Memorias de un niño viajante

“Cuánto falta”, “qué hora es”, “falta mucho” y derivados nos estaban dando dolor de cabeza. Llevábamos tan sólo dos horas de viaje y no había parado de preguntarlo.

– Isa, todavía quedan como seis horas, así que no lo vuelvas a preguntar hasta que comamos.

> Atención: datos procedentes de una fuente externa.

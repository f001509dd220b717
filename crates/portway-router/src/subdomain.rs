//! Subdomain generation and validation

use rand::seq::SliceRandom;
use rand::Rng;
use std::collections::HashSet;
use thiserror::Error;

const ADJECTIVES: &[&str] = &[
    "amber", "bold", "brave", "bright", "calm", "clever", "cosmic", "crisp", "daring", "eager",
    "fancy", "fluffy", "gentle", "giant", "golden", "happy", "hidden", "humble", "icy", "jolly",
    "keen", "lively", "lucky", "mellow", "mighty", "misty", "noble", "polite", "proud", "quick",
    "quiet", "rapid", "rustic", "shiny", "silent", "silver", "sleek", "snowy", "solar", "sunny",
    "swift", "tidy", "vivid", "wild", "witty", "young", "zesty",
];

const NOUNS: &[&str] = &[
    "badger", "beacon", "breeze", "canyon", "cedar", "comet", "coral", "cricket", "delta",
    "dolphin", "falcon", "fern", "forest", "fox", "glacier", "harbor", "hawk", "heron", "island",
    "lagoon", "lantern", "maple", "meadow", "meteor", "moon", "nebula", "otter", "owl", "panda",
    "pebble", "pine", "planet", "quartz", "raven", "reef", "river", "rocket", "sparrow", "spruce",
    "summit", "thunder", "tiger", "valley", "walrus", "willow", "wolf", "zephyr",
];

const DEFAULT_RESERVED: &[&str] = &[
    "www", "api", "admin", "app", "dashboard", "mail", "smtp", "ftp", "ssh", "ns1", "ns2", "dns",
    "status", "docs", "help", "support", "billing", "auth", "login", "static", "assets", "cdn",
    "relay", "tunnel", "localhost",
];

/// Why a subdomain was rejected
#[derive(Debug, Clone, PartialEq, Eq, Error)]
pub enum SubdomainError {
    #[error("Subdomain cannot be empty")]
    Empty,

    #[error("Subdomain too short (minimum {min} characters)")]
    TooShort { min: usize },

    #[error("Subdomain too long (maximum {max} characters)")]
    TooLong { max: usize },

    #[error("Subdomain contains invalid character '{0}' (only a-z, 0-9 and '-' allowed)")]
    InvalidCharacter(char),

    #[error("Subdomain cannot start or end with '-'")]
    EdgeHyphen,

    #[error("Subdomain '{0}' is reserved")]
    Reserved(String),
}

/// Generates readable `adjective-noun-number` subdomains and validates
/// caller-supplied ones
#[derive(Debug, Clone)]
pub struct SubdomainAllocator {
    min_len: usize,
    max_len: usize,
    reserved: HashSet<String>,
}

impl Default for SubdomainAllocator {
    fn default() -> Self {
        Self {
            min_len: 3,
            max_len: 63,
            reserved: DEFAULT_RESERVED.iter().map(|s| s.to_string()).collect(),
        }
    }
}

impl SubdomainAllocator {
    pub fn new() -> Self {
        Self::default()
    }

    /// Add extra reserved labels (normalized to lowercase)
    pub fn with_reserved<I, S>(mut self, words: I) -> Self
    where
        I: IntoIterator<Item = S>,
        S: AsRef<str>,
    {
        self.reserved
            .extend(words.into_iter().map(|w| w.as_ref().trim().to_lowercase()));
        self
    }

    pub fn is_reserved(&self, subdomain: &str) -> bool {
        self.reserved.contains(subdomain)
    }

    /// Random candidate; uniqueness is up to the caller
    pub fn generate(&self) -> String {
        let mut rng = rand::thread_rng();
        let adjective = ADJECTIVES.choose(&mut rng).copied().unwrap_or("quick");
        let noun = NOUNS.choose(&mut rng).copied().unwrap_or("fox");
        let number: u16 = rng.gen_range(0..1000);
        format!("{}-{}-{}", adjective, noun, number)
    }

    /// Normalize (trim, lowercase) and check a candidate
    ///
    /// Returns the normalized form on success.
    pub fn validate(&self, candidate: &str) -> Result<String, SubdomainError> {
        let subdomain = candidate.trim().to_lowercase();

        if subdomain.is_empty() {
            return Err(SubdomainError::Empty);
        }
        if subdomain.len() < self.min_len {
            return Err(SubdomainError::TooShort { min: self.min_len });
        }
        if subdomain.len() > self.max_len {
            return Err(SubdomainError::TooLong { max: self.max_len });
        }
        if let Some(bad) = subdomain
            .chars()
            .find(|c| !(c.is_ascii_lowercase() || c.is_ascii_digit() || *c == '-'))
        {
            return Err(SubdomainError::InvalidCharacter(bad));
        }
        if subdomain.starts_with('-') || subdomain.ends_with('-') {
            return Err(SubdomainError::EdgeHyphen);
        }
        if self.is_reserved(&subdomain) {
            return Err(SubdomainError::Reserved(subdomain));
        }

        Ok(subdomain)
    }
}
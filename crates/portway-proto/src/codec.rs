//! Length-prefixed JSON framing for the control channel

use crate::messages::TunnelMessage;
use bytes::{Buf, BufMut, BytesMut};
use thiserror::Error;
use tokio_util::codec::{Decoder, Encoder};

/// Codec errors
///
/// Any of these is fatal for the channel; a frame that parses as JSON but is
/// not a known message is reported as [`Frame::Malformed`] instead.
#[derive(Debug, Error)]
pub enum CodecError {
    #[error("Serialization error: {0}")]
    Serialization(#[from] serde_json::Error),

    #[error("Message too large: {size} bytes (limit {limit})")]
    MessageTooLarge { size: usize, limit: usize },

    #[error("I/O error: {0}")]
    Io(#[from] std::io::Error),
}

/// A decoded frame
#[derive(Debug, Clone, PartialEq)]
pub enum Frame {
    Message(TunnelMessage),
    /// The frame was complete but did not contain a valid message
    Malformed(String),
}

/// Tunnel message codec
///
/// Format: `[length: u32 BE][payload: JSON message]`
#[derive(Debug, Clone)]
pub struct TunnelCodec {
    max_frame_bytes: usize,
}

impl TunnelCodec {
    /// Default maximum frame size (16MB)
    pub const MAX_FRAME_BYTES: usize = 16 * 1024 * 1024;

    pub fn new(max_frame_bytes: usize) -> Self {
        Self { max_frame_bytes }
    }

    pub fn max_frame_bytes(&self) -> usize {
        self.max_frame_bytes
    }
}

impl Default for TunnelCodec {
    fn default() -> Self {
        Self::new(Self::MAX_FRAME_BYTES)
    }
}

impl Decoder for TunnelCodec {
    type Item = Frame;
    type Error = CodecError;

    fn decode(&mut self, buf: &mut BytesMut) -> Result<Option<Frame>, CodecError> {
        if buf.len() < 4 {
            return Ok(None);
        }

        let mut length_bytes = [0u8; 4];
        length_bytes.copy_from_slice(&buf[..4]);
        let length = u32::from_be_bytes(length_bytes) as usize;

        if length > self.max_frame_bytes {
            return Err(CodecError::MessageTooLarge {
                size: length,
                limit: self.max_frame_bytes,
            });
        }

        if buf.len() < 4 + length {
            buf.reserve(4 + length - buf.len());
            return Ok(None);
        }

        buf.advance(4);
        let payload = buf.split_to(length);

        match serde_json::from_slice::<TunnelMessage>(&payload) {
            Ok(msg) => Ok(Some(Frame::Message(msg))),
            Err(e) => Ok(Some(Frame::Malformed(e.to_string()))),
        }
    }
}

impl Encoder<TunnelMessage> for TunnelCodec {
    type Error = CodecError;

    fn encode(&mut self, msg: TunnelMessage, buf: &mut BytesMut) -> Result<(), CodecError> {
        let payload = serde_json::to_vec(&msg)?;

        if payload.len() > self.max_frame_bytes {
            return Err(CodecError::MessageTooLarge {
                size: payload.len(),
                limit: self.max_frame_bytes,
            });
        }

        buf.reserve(4 + payload.len());
        buf.put_u32(payload.len() as u32);
        buf.extend_from_slice(&payload);
        Ok(())
    }
}

#[cfg(test)]
mod tests {
    use super::*;
    use crate::messages::{HttpResponsePayload, Headers};

    fn encoded(msg: TunnelMessage) -> BytesMut {
        let mut buf = BytesMut::new();
        TunnelCodec::default().encode(msg, &mut buf).unwrap();
        buf
    }

    #[test]
    fn test_decode_waits_for_full_frame() {
        let mut codec = TunnelCodec::default();
        let frame = encoded(TunnelMessage::Pong {
            timestamp: Some(67890),
        });

        let mut buf = BytesMut::from(&frame[..6]);
        assert_eq!(codec.decode(&mut buf).unwrap(), None);

        buf.extend_from_slice(&frame[6..]);
        assert_eq!(
            codec.decode(&mut buf).unwrap(),
            Some(Frame::Message(TunnelMessage::Pong {
                timestamp: Some(67890)
            }))
        );
        assert!(buf.is_empty());
    }

    #[test]
    fn test_decode_back_to_back_frames() {
        let mut codec = TunnelCodec::default();
        let mut buf = encoded(TunnelMessage::Ping { timestamp: None });
        buf.extend_from_slice(&encoded(TunnelMessage::Response {
            request_id: "r1".to_string(),
            payload: HttpResponsePayload {
                status_code: 204,
                headers: Headers::new(),
                body: None,
            },
        }));

        let first = codec.decode(&mut buf).unwrap().unwrap();
        let second = codec.decode(&mut buf).unwrap().unwrap();
        assert_eq!(first, Frame::Message(TunnelMessage::Ping { timestamp: None }));
        assert!(matches!(
            second,
            Frame::Message(TunnelMessage::Response { ref request_id, .. }) if request_id == "r1"
        ));
        assert_eq!(codec.decode(&mut buf).unwrap(), None);
    }

    #[test]
    fn test_malformed_payload_keeps_stream_usable() {
        let mut codec = TunnelCodec::default();
        let junk = br#"{"type":"NOPE"}"#;
        let mut buf = BytesMut::new();
        buf.put_u32(junk.len() as u32);
        buf.extend_from_slice(junk);
        buf.extend_from_slice(&encoded(TunnelMessage::Ping { timestamp: Some(1) }));

        assert!(matches!(
            codec.decode(&mut buf).unwrap(),
            Some(Frame::Malformed(_))
        ));
        assert_eq!(
            codec.decode(&mut buf).unwrap(),
            Some(Frame::Message(TunnelMessage::Ping { timestamp: Some(1) }))
        );
    }

    #[test]
    fn test_oversized_frame_rejected() {
        let mut codec = TunnelCodec::new(32);
        let mut buf = BytesMut::new();
        buf.put_u32(1024);

        let err = codec.decode(&mut buf).unwrap_err();
        assert!(matches!(
            err,
            CodecError::MessageTooLarge {
                size: 1024,
                limit: 32
            }
        ));

        let mut out = BytesMut::new();
        let err = codec
            .encode(TunnelMessage::error("CHANNEL_ERROR", "x".repeat(64)), &mut out)
            .unwrap_err();
        assert!(matches!(err, CodecError::MessageTooLarge { limit: 32, .. }));
    }
}
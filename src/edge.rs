//! Public HTTP edge
//!
//! Routes `Host: <subdomain>.<domain>` requests into HTTP tunnels.

use axum::{
    body::{to_bytes, Body},
    extract::{ConnectInfo, Request, State},
    http::{header, HeaderMap, HeaderName, HeaderValue, StatusCode},
    response::{IntoResponse, Response},
    Json, Router,
};
use base64::{engine::general_purpose::STANDARD, Engine as _};
use portway_control::{error::ceil_secs, HttpRequestDescriptor, HttpTunnelRelay, RelayError};
use portway_proto::{Headers, HttpResponsePayload};
use serde::Serialize;
use std::net::SocketAddr;
use std::sync::Arc;
use tracing::{debug, warn};

#[derive(Clone)]
pub struct EdgeState {
    relay: Arc<HttpTunnelRelay>,
}

impl EdgeState {
    pub fn new(relay: Arc<HttpTunnelRelay>) -> Self {
        Self { relay }
    }
}

#[derive(Debug, Serialize)]
pub struct ErrorResponse {
    pub error: String,
    pub code: String,
}

pub fn router(state: EdgeState) -> Router {
    Router::new().fallback(proxy).with_state(state)
}

/// Subdomain label from a Host header, if it belongs to `domain`
pub fn subdomain_from_host<'a>(host: &'a str, domain: &str) -> Option<&'a str> {
    let host = match host.rsplit_once(':') {
        Some((name, port)) if port.chars().all(|c| c.is_ascii_digit()) => name,
        _ => host,
    };
    let label = host
        .strip_suffix(domain)?
        .strip_suffix('.')
        .filter(|label| !label.is_empty() && !label.contains('.'))?;
    Some(label)
}

/// Password part of an HTTP Basic `Authorization` header
pub fn basic_auth_password(headers: &HeaderMap) -> Option<String> {
    let value = headers.get(header::AUTHORIZATION)?.to_str().ok()?;
    let encoded = value
        .strip_prefix("Basic ")
        .or_else(|| value.strip_prefix("basic "))?;
    let decoded = String::from_utf8(STANDARD.decode(encoded.trim()).ok()?).ok()?;
    let (_, password) = decoded.split_once(':')?;
    Some(password.to_string())
}

async fn proxy(State(state): State<EdgeState>, request: Request) -> Response {
    let config = state.relay.config();
    let client_ip = request
        .extensions()
        .get::<ConnectInfo<SocketAddr>>()
        .map(|ConnectInfo(addr)| addr.ip());

    let host = request
        .headers()
        .get(header::HOST)
        .and_then(|h| h.to_str().ok())
        .unwrap_or_default()
        .to_ascii_lowercase();
    let Some(subdomain) = subdomain_from_host(&host, &config.domain).map(str::to_string) else {
        debug!("No tunnel for host '{}'", host);
        return error_response(RelayError::NotFound(host));
    };

    // allow-list first so denied addresses cannot probe passwords
    match state.relay.admit_visitor(&subdomain, client_ip).await {
        Ok(true) => {
            let Some(password) = basic_auth_password(request.headers()) else {
                return auth_challenge("This tunnel is password protected");
            };
            match state
                .relay
                .verify_tunnel_password(&subdomain, &password, client_ip)
                .await
            {
                Ok(()) => {}
                Err(RelayError::Forbidden(_)) => return auth_challenge("Invalid tunnel password"),
                Err(e) => return error_response(e),
            }
        }
        Ok(false) => {}
        Err(e) => return error_response(e),
    }

    let (parts, body) = request.into_parts();
    let limit = config.max_body_bytes;
    let bytes = match to_bytes(body, limit.saturating_add(1)).await {
        Ok(bytes) if bytes.len() <= limit => bytes,
        Ok(bytes) => {
            return error_response(RelayError::PayloadTooLarge {
                size: bytes.len(),
                limit,
            })
        }
        Err(e) => {
            debug!("Failed to read request body for '{}': {}", subdomain, e);
            return error_response(RelayError::PayloadTooLarge {
                size: limit.saturating_add(1),
                limit,
            });
        }
    };

    let mut headers = Headers::new();
    for (name, value) in &parts.headers {
        if let Ok(value) = value.to_str() {
            headers
                .entry(name.as_str().to_string())
                .and_modify(|existing: &mut String| {
                    existing.push_str(", ");
                    existing.push_str(value);
                })
                .or_insert_with(|| value.to_string());
        }
    }

    let descriptor = HttpRequestDescriptor {
        method: parts.method.to_string(),
        path: parts
            .uri
            .path_and_query()
            .map_or_else(|| "/".to_string(), |p| p.as_str().to_string()),
        headers,
        body: (!bytes.is_empty()).then(|| String::from_utf8_lossy(&bytes).into_owned()),
        client_ip,
    };

    match state.relay.forward_request(&subdomain, descriptor).await {
        Ok(response) => tunnel_response(response),
        Err(e) => error_response(e),
    }
}

fn tunnel_response(payload: HttpResponsePayload) -> Response {
    let status = StatusCode::from_u16(payload.status_code).unwrap_or(StatusCode::BAD_GATEWAY);
    let mut response = Response::new(Body::from(payload.body.unwrap_or_default()));
    *response.status_mut() = status;

    let headers = response.headers_mut();
    for (name, value) in payload.headers {
        match (
            HeaderName::from_bytes(name.as_bytes()),
            HeaderValue::from_str(&value),
        ) {
            (Ok(name), Ok(value)) => {
                if name != header::CONTENT_LENGTH && name != header::TRANSFER_ENCODING {
                    headers.insert(name, value);
                }
            }
            _ => warn!("Dropping invalid response header '{}'", name),
        }
    }
    response
}

fn auth_challenge(message: &str) -> Response {
    (
        StatusCode::UNAUTHORIZED,
        [(header::WWW_AUTHENTICATE, "Basic realm=\"portway\"")],
        Json(ErrorResponse {
            error: message.to_string(),
            code: "UNAUTHORIZED".to_string(),
        }),
    )
        .into_response()
}

pub fn status_for(error: &RelayError) -> StatusCode {
    match error {
        RelayError::InvalidSubdomain(_) | RelayError::Validation(_) => StatusCode::BAD_REQUEST,
        RelayError::Conflict(_) => StatusCode::CONFLICT,
        RelayError::NotFound(_) => StatusCode::NOT_FOUND,
        RelayError::Expired(_) => StatusCode::GONE,
        RelayError::Forbidden(_) => StatusCode::FORBIDDEN,
        RelayError::RateLimited { .. } => StatusCode::TOO_MANY_REQUESTS,
        RelayError::Timeout(_) => StatusCode::GATEWAY_TIMEOUT,
        RelayError::TunnelClosed | RelayError::Upstream(_) | RelayError::Channel(_) => {
            StatusCode::BAD_GATEWAY
        }
        RelayError::Overloaded(_) | RelayError::AllocationExhausted(_) => {
            StatusCode::SERVICE_UNAVAILABLE
        }
        RelayError::PayloadTooLarge { .. } => StatusCode::PAYLOAD_TOO_LARGE,
        RelayError::Store(_) => StatusCode::INTERNAL_SERVER_ERROR,
    }
}

fn error_response(error: RelayError) -> Response {
    let status = status_for(&error);
    let body = Json(ErrorResponse {
        error: error.to_string(),
        code: error.code().to_string(),
    });

    match error {
        RelayError::RateLimited { retry_after } => (
            status,
            [(header::RETRY_AFTER, ceil_secs(retry_after).to_string())],
            body,
        )
            .into_response(),
        _ => (status, body).into_response(),
    }
}
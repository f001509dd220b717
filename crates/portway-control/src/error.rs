//! Relay error taxonomy

use portway_auth::{IpFilterError, PasswordError};
use portway_proto::ErrorPayload;
use portway_relay_db::StoreError;
use portway_router::SubdomainError;
use std::time::Duration;
use thiserror::Error;

#[derive(Debug, Clone, PartialEq, Error)]
pub enum RelayError {
    #[error("Invalid subdomain: {0}")]
    InvalidSubdomain(#[from] SubdomainError),

    #[error("Invalid request: {0}")]
    Validation(String),

    #[error("{0} is already in use")]
    Conflict(String),

    #[error("No active tunnel for '{0}'")]
    NotFound(String),

    #[error("Tunnel '{0}' has expired")]
    Expired(String),

    #[error("Access denied: {0}")]
    Forbidden(String),

    #[error("Too many failed attempts, retry in {}s", ceil_secs(*retry_after))]
    RateLimited { retry_after: Duration },

    #[error("Timed out after {0:?} waiting for the tunnel to respond")]
    Timeout(Duration),

    #[error("Tunnel closed")]
    TunnelClosed,

    #[error("Tunnel client could not reach the local service: {0}")]
    Upstream(String),

    #[error("Tunnel '{0}' has too many requests in flight")]
    Overloaded(String),

    #[error("Payload of {size} bytes exceeds the {limit} byte limit")]
    PayloadTooLarge { size: usize, limit: usize },

    #[error("No free TCP port after {0} attempts")]
    AllocationExhausted(u32),

    #[error("Control channel error: {0}")]
    Channel(String),

    #[error("Store error: {0}")]
    Store(String),
}

impl RelayError {
    /// Stable code sent to clients in `ERROR` payloads
    pub fn code(&self) -> &'static str {
        match self {
            RelayError::InvalidSubdomain(_) | RelayError::Validation(_) => "VALIDATION_ERROR",
            RelayError::Conflict(_) => "CONFLICT",
            RelayError::NotFound(_) => "NOT_FOUND",
            RelayError::Expired(_) => "EXPIRED",
            RelayError::Forbidden(_) => "FORBIDDEN",
            RelayError::RateLimited { .. } => "RATE_LIMITED",
            RelayError::Timeout(_) => "TIMEOUT",
            RelayError::TunnelClosed => "TUNNEL_CLOSED",
            RelayError::Upstream(_) => "UPSTREAM_ERROR",
            RelayError::Overloaded(_) => "OVERLOADED",
            RelayError::PayloadTooLarge { .. } => "PAYLOAD_TOO_LARGE",
            RelayError::AllocationExhausted(_) => "ALLOCATION_EXHAUSTED",
            RelayError::Channel(_) => "CHANNEL_ERROR",
            RelayError::Store(_) => "INTERNAL_ERROR",
        }
    }

    /// Whether this error should tear the whole tunnel down
    pub fn is_fatal(&self) -> bool {
        matches!(self, RelayError::Channel(_))
    }

    pub fn to_payload(&self) -> ErrorPayload {
        let mut payload = ErrorPayload::new(self.code(), self.to_string());
        if let RelayError::RateLimited { retry_after } = self {
            payload.retry_after_secs = Some(ceil_secs(*retry_after));
        }
        payload
    }
}

/// Whole seconds to wait, rounded up and never zero
pub fn ceil_secs(duration: Duration) -> u64 {
    (duration.as_secs() + u64::from(duration.subsec_nanos() > 0)).max(1)
}

impl From<StoreError> for RelayError {
    fn from(err: StoreError) -> Self {
        match err {
            StoreError::Conflict(subdomain) => RelayError::Conflict(format!("Subdomain '{subdomain}'")),
            other => RelayError::Store(other.to_string()),
        }
    }
}

impl From<IpFilterError> for RelayError {
    fn from(err: IpFilterError) -> Self {
        RelayError::Validation(format!("IP allow-list: {err}"))
    }
}

impl From<PasswordError> for RelayError {
    fn from(err: PasswordError) -> Self {
        match err {
            PasswordError::TooLong => RelayError::Validation(err.to_string()),
            other => RelayError::Store(other.to_string()),
        }
    }
}
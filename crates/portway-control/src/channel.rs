//! Relay-side handle to a client control channel
//!
//! The transport owns the socket; relays only see a [`ControlChannel`] for
//! sending and receive inbound traffic as typed [`ChannelEvent`]s.

use portway_proto::TunnelMessage;
use std::net::SocketAddr;
use tokio::sync::mpsc;
use tokio_util::sync::{CancellationToken, WaitForCancellationFuture};
use uuid::Uuid;

use crate::error::RelayError;

/// Inbound transport events, dispatched one at a time per channel
#[derive(Debug, Clone, PartialEq)]
pub enum ChannelEvent {
    Message(TunnelMessage),
    /// A frame arrived that is not a valid message
    Malformed(String),
    /// The peer closed the channel
    Closed,
    /// The transport failed
    Error(String),
}

impl ChannelEvent {
    /// Whether the channel is finished after this event
    pub fn is_terminal(&self) -> bool {
        matches!(self, ChannelEvent::Closed | ChannelEvent::Error(_))
    }
}

/// Cloneable sender half of a control channel
#[derive(Debug, Clone)]
pub struct ControlChannel {
    id: String,
    peer_addr: Option<SocketAddr>,
    outbound: mpsc::Sender<TunnelMessage>,
    shutdown: CancellationToken,
}

impl ControlChannel {
    /// Create a channel with a bounded outbound queue
    ///
    /// The receiver is drained by the transport's writer.
    pub fn new(
        peer_addr: Option<SocketAddr>,
        buffer: usize,
    ) -> (Self, mpsc::Receiver<TunnelMessage>) {
        let (outbound, rx) = mpsc::channel(buffer.max(1));
        let channel = Self {
            id: Uuid::new_v4().to_string(),
            peer_addr,
            outbound,
            shutdown: CancellationToken::new(),
        };
        (channel, rx)
    }

    /// Connection id, also used as the tunnel id
    pub fn id(&self) -> &str {
        &self.id
    }

    pub fn peer_addr(&self) -> Option<SocketAddr> {
        self.peer_addr
    }

    /// Queue a message, waiting for buffer space
    pub async fn send(&self, msg: TunnelMessage) -> Result<(), RelayError> {
        if self.shutdown.is_cancelled() {
            return Err(RelayError::Channel(format!("channel {} is closed", self.id)));
        }

        tokio::select! {
            biased;
            _ = self.shutdown.cancelled() => {
                Err(RelayError::Channel(format!("channel {} is closed", self.id)))
            }
            sent = self.outbound.send(msg) => sent.map_err(|_| {
                RelayError::Channel(format!("channel {} writer has stopped", self.id))
            }),
        }
    }

    /// Ask the transport to stop. Idempotent.
    pub fn close(&self) {
        self.shutdown.cancel();
    }

    pub fn is_closed(&self) -> bool {
        self.shutdown.is_cancelled() || self.outbound.is_closed()
    }

    /// Resolves once [`close`](Self::close) has been called
    pub fn closed(&self) -> WaitForCancellationFuture<'_> {
        self.shutdown.cancelled()
    }
}
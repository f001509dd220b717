//! Tunnel registration store abstraction

use async_trait::async_trait;
use chrono::{DateTime, Utc};
use sea_orm::DbErr;
use serde::Serialize;
use thiserror::Error;

use crate::entities::tunnel_registration;

#[derive(Debug, Error)]
pub enum StoreError {
    #[error("Subdomain '{0}' is already claimed by an active tunnel")]
    Conflict(String),

    #[error("Database error: {0}")]
    Database(#[from] DbErr),

    #[error("Invalid stored record: {0}")]
    InvalidRecord(String),
}

/// Durable tunnel metadata
#[derive(Debug, Clone, PartialEq, Serialize)]
pub struct TunnelRegistration {
    pub subdomain: String,
    pub tunnel_id: String,
    pub local_port: u16,
    pub local_host: String,
    #[serde(skip_serializing)]
    pub password_hash: Option<String>,
    pub ip_allow_list: Option<String>,
    pub expires_at: Option<DateTime<Utc>>,
    pub inspect: bool,
    pub total_requests: u64,
    pub is_active: bool,
    pub last_active_at: DateTime<Utc>,
    pub created_at: DateTime<Utc>,
}

impl TunnelRegistration {
    pub fn is_expired_at(&self, now: DateTime<Utc>) -> bool {
        self.expires_at.is_some_and(|expires_at| expires_at <= now)
    }

    pub fn is_password_protected(&self) -> bool {
        self.password_hash.is_some()
    }
}

impl TryFrom<tunnel_registration::Model> for TunnelRegistration {
    type Error = StoreError;

    fn try_from(model: tunnel_registration::Model) -> Result<Self, StoreError> {
        let local_port = u16::try_from(model.local_port).map_err(|_| {
            StoreError::InvalidRecord(format!(
                "local_port {} out of range for '{}'",
                model.local_port, model.subdomain
            ))
        })?;

        Ok(Self {
            subdomain: model.subdomain,
            tunnel_id: model.tunnel_id,
            local_port,
            local_host: model.local_host,
            password_hash: model.password_hash,
            ip_allow_list: model.ip_allow_list,
            expires_at: model.expires_at,
            inspect: model.inspect,
            total_requests: u64::try_from(model.total_requests).unwrap_or(0),
            is_active: model.is_active,
            last_active_at: model.last_active_at,
            created_at: model.created_at,
        })
    }
}

/// Fields supplied when claiming a subdomain
#[derive(Debug, Clone, PartialEq)]
pub struct NewRegistration {
    pub subdomain: String,
    pub tunnel_id: String,
    pub local_port: u16,
    pub local_host: String,
    pub password_hash: Option<String>,
    pub ip_allow_list: Option<String>,
    pub expires_at: Option<DateTime<Utc>>,
    pub inspect: bool,
}

impl NewRegistration {
    pub fn new(subdomain: impl Into<String>, tunnel_id: impl Into<String>, local_port: u16) -> Self {
        Self {
            subdomain: subdomain.into(),
            tunnel_id: tunnel_id.into(),
            local_port,
            local_host: "localhost".to_string(),
            password_hash: None,
            ip_allow_list: None,
            expires_at: None,
            inspect: false,
        }
    }

    pub(crate) fn into_registration(self, now: DateTime<Utc>) -> TunnelRegistration {
        TunnelRegistration {
            subdomain: self.subdomain,
            tunnel_id: self.tunnel_id,
            local_port: self.local_port,
            local_host: self.local_host,
            password_hash: self.password_hash,
            ip_allow_list: self.ip_allow_list,
            expires_at: self.expires_at,
            inspect: self.inspect,
            total_requests: 0,
            is_active: true,
            last_active_at: now,
            created_at: now,
        }
    }
}

/// Persistence collaborator used by the relays
///
/// `claim` is the only operation that decides subdomain ownership and must be
/// atomic: when several callers race for the same subdomain, at most one may
/// succeed. A claim succeeds when the subdomain is unknown, when its row is
/// inactive, or when the active row has not been touched within the store's
/// stale window.
#[async_trait]
pub trait TunnelStore: Send + Sync {
    async fn claim(&self, registration: NewRegistration) -> Result<TunnelRegistration, StoreError>;

    async fn find_by_subdomain(
        &self,
        subdomain: &str,
    ) -> Result<Option<TunnelRegistration>, StoreError>;

    /// Refresh `last_active_at` and add `requests` to the request counter
    async fn record_activity(&self, subdomain: &str, requests: u64) -> Result<(), StoreError>;

    /// Mark the registration inactive if `tunnel_id` still owns it
    async fn deactivate(&self, subdomain: &str, tunnel_id: &str) -> Result<bool, StoreError>;

    async fn list_active(&self) -> Result<Vec<TunnelRegistration>, StoreError>;
}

Por supuesto, sólo consiguió contenerse unos diez minutos antes de volver a la carga. Tratábamos de entretenerla con juegos que nos inventábamos o que le gustaban a ella. Jugamos a uno que consistía en pensar un personaje de Disney y que el resto lo adivinara. Las cincuenta primeras veces que Isabela jugó, el personaje que pensó ella fue Minnie. Al cansarnos y decirle que tenía que ser un poquito más difícil, decidió escoger a una de las jirafas que salen durante el “achigüeña” del Rey León. Por supuesto, nadie pudo adivinarlo.

Cuando ya nos quedaba un cuarto de hora para llegar, mi hermana volvió a preguntar:

– ¿Cuánto falta?

– Ya no queda casi nada Isa, ya estamos llegando. – Respondió mi madre, pacientemente.

– Ya, pero dime cuánto falta. – Insistió Isa.

– Un cuarto de hora, más o menos.

Isabela se quedó pensando durante unos instantes antes de preguntar:

– Y eso, en segundos, ¿cuánto es?

Mi hermano mayor le miró riéndose y le contestó muy seguro:

– 2554 segundos.

Todos mirábamos expectantes la reacción de la pequeña ante esa respuesta. Sin embargo, ella frunció el ceño y le contestó:

– ¿Me los cuentas tú? Yo sólo sé contar hasta 100.